L‘ancien compagnon d’Étienne Tshisekedi continue toujours de croire qu’il incarne la succession du Sphinx de Limete. Pendant que Félix Tshisekedi se préparait à organiser son intronisation le 30 et 31 mars dernier à Kinshasa, dans les coulisses, Valentin Mubake a tout tenté pour faire valoir qu’il est l’unique héritier à prendre la tête du principal parti de l’opposition en RDC.

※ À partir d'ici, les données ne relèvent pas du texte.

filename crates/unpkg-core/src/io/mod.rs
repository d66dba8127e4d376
//! IO modules - side effects (network, filesystem)

pub mod download;
pub mod extract;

“Nous avons reçu un appel expliquant Mubake voulait bien être reçu par le Président [Kabila]. Il proposait un tête-à-tête +pour parler de l’avenir+. Mais aucune suite n’a été donnée à cette demande

Joint au téléphone, Mubake a d’abord qualifié la source de “ni sûre ni propre“, avant de raccrocher son téléphone. Cependant, du côté de l’opposition, on estime que cette information va dans le sens du “comportement qu’a toujours affiché“.

Tout ce qu’il fait ne va rien changer. Il ne fait plus partie de l’UDPS depuis longtemps. Au sein de l’UDPS, lorsque votre auto-exclusion est constatée, il n’y a plus de marche en arrière. Il peut continuer à faire ce qu’il fait“, répond Augustin Kabuya, porte-parole de l’UDPS joint ce matin au téléphone par POLITICO.CD.

Valentin Mubake a été exclu de l’UDPS l’année dernière après avoir, contre l’avis du parti, accepté de rencontrer le président Joseph Kabila. Dans la foulée, il a toujours réclamé en être le principal dirigeant après la mort du leader historique de l’opposition, Étienne Tshisekedi, en février 2017 à Bruxelles.

Le fils de Tshisekedi, Félix Tshisekedi, a finalement été élu à la tête du parti à l’issue d’un congrès. Son UDPS finira par être reconnue officiellement par le gouvernement comme la seule autorisée à exister légalement.